(Data records)

——

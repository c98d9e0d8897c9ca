// ============================================================================
// PRESETS — fixed filter looks
// ============================================================================

use std::fmt;
use std::str::FromStr;

use crate::error::EditorError;
use crate::ops::filters::FilterState;

/// The closed set of one-click looks.
#[derive(Clone, Copy, Debug, PartialEq, Eq, Hash, Default)]
pub enum Preset {
    #[default]
    None,
    Grayscale,
    Sepia,
    Vintage,
    Cold,
    Warm,
}

/// Values a preset writes; everything else in [`FilterState`] is left alone.
#[derive(Clone, Copy, Debug, PartialEq)]
pub struct PresetValues {
    pub brightness: f32,
    pub contrast: f32,
    pub saturation: f32,
    pub blur: f32,
    pub hue: f32,
}

impl Preset {
    pub fn all() -> &'static [Preset] {
        &[
            Preset::None,
            Preset::Grayscale,
            Preset::Sepia,
            Preset::Vintage,
            Preset::Cold,
            Preset::Warm,
        ]
    }

    pub fn name(&self) -> &'static str {
        match self {
            Preset::None      => "none",
            Preset::Grayscale => "grayscale",
            Preset::Sepia     => "sepia",
            Preset::Vintage   => "vintage",
            Preset::Cold      => "cold",
            Preset::Warm      => "warm",
        }
    }

    pub fn values(&self) -> PresetValues {
        let (brightness, contrast, saturation, blur, hue) = match self {
            Preset::None      => (100.0, 100.0, 100.0, 0.0, 0.0),
            Preset::Grayscale => (100.0, 100.0, 0.0, 0.0, 0.0),
            Preset::Sepia     => (110.0, 90.0, 80.0, 0.0, 20.0),
            Preset::Vintage   => (95.0, 85.0, 70.0, 0.5, 10.0),
            Preset::Cold      => (105.0, 110.0, 120.0, 0.0, 200.0),
            Preset::Warm      => (110.0, 105.0, 130.0, 0.0, 30.0),
        };
        PresetValues { brightness, contrast, saturation, blur, hue }
    }

    /// Overwrite the preset's five fields. Rotate, opacity, sharpen and the
    /// flips keep their current values.
    pub fn apply_to(&self, state: &mut FilterState) {
        let v = self.values();
        state.brightness = v.brightness;
        state.contrast = v.contrast;
        state.saturation = v.saturation;
        state.blur = v.blur;
        state.hue = v.hue;
    }
}

impl fmt::Display for Preset {
    fn fmt(&self, f: &mut fmt::Formatter<'_>) -> fmt::Result {
        f.write_str(self.name())
    }
}

impl FromStr for Preset {
    type Err = EditorError;

    fn from_str(s: &str) -> Result<Self, Self::Err> {
        let wanted = s.trim().to_lowercase();
        let wanted = if wanted == "greyscale" { "grayscale".to_string() } else { wanted };
        Preset::all()
            .iter()
            .copied()
            .find(|p| p.name() == wanted)
            .ok_or_else(|| EditorError::UnknownPreset(s.trim().to_string()))
    }
}

#[cfg(test)]
mod tests {
    use super::*;

    #[test]
    fn grayscale_zeroes_saturation_only() {
        let mut state = FilterState { rotate: 45.0, opacity: 60.0, sharpen: 20.0, ..Default::default() };
        state.flip_horizontal = true;
        Preset::Grayscale.apply_to(&mut state);
        assert_eq!(state.saturation, 0.0);
        assert_eq!(state.brightness, 100.0);
        assert_eq!(state.rotate, 45.0);
        assert_eq!(state.opacity, 60.0);
        assert_eq!(state.sharpen, 20.0);
        assert!(state.flip_horizontal);
    }

    #[test]
    fn none_restores_neutral_look() {
        let mut state = FilterState::default();
        Preset::Cold.apply_to(&mut state);
        assert_eq!(state.hue, 200.0);
        Preset::None.apply_to(&mut state);
        assert!(state.is_default());
    }

    #[test]
    fn preset_values_stay_in_range() {
        for preset in Preset::all() {
            let mut state = FilterState::default();
            preset.apply_to(&mut state);
            assert_eq!(state.sanitized(), state, "{preset}");
        }
    }

    #[test]
    fn names_parse_case_insensitively() {
        assert_eq!("Vintage".parse::<Preset>().unwrap(), Preset::Vintage);
        assert_eq!(" WARM ".parse::<Preset>().unwrap(), Preset::Warm);
        assert_eq!("greyscale".parse::<Preset>().unwrap(), Preset::Grayscale);
        assert!(matches!("neon".parse::<Preset>(), Err(EditorError::UnknownPreset(name)) if name == "neon"));
    }
}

——

Exercise details »
Check which lines of the entries hold the word "Sepia", then please give only how many there are.

Written reply »
4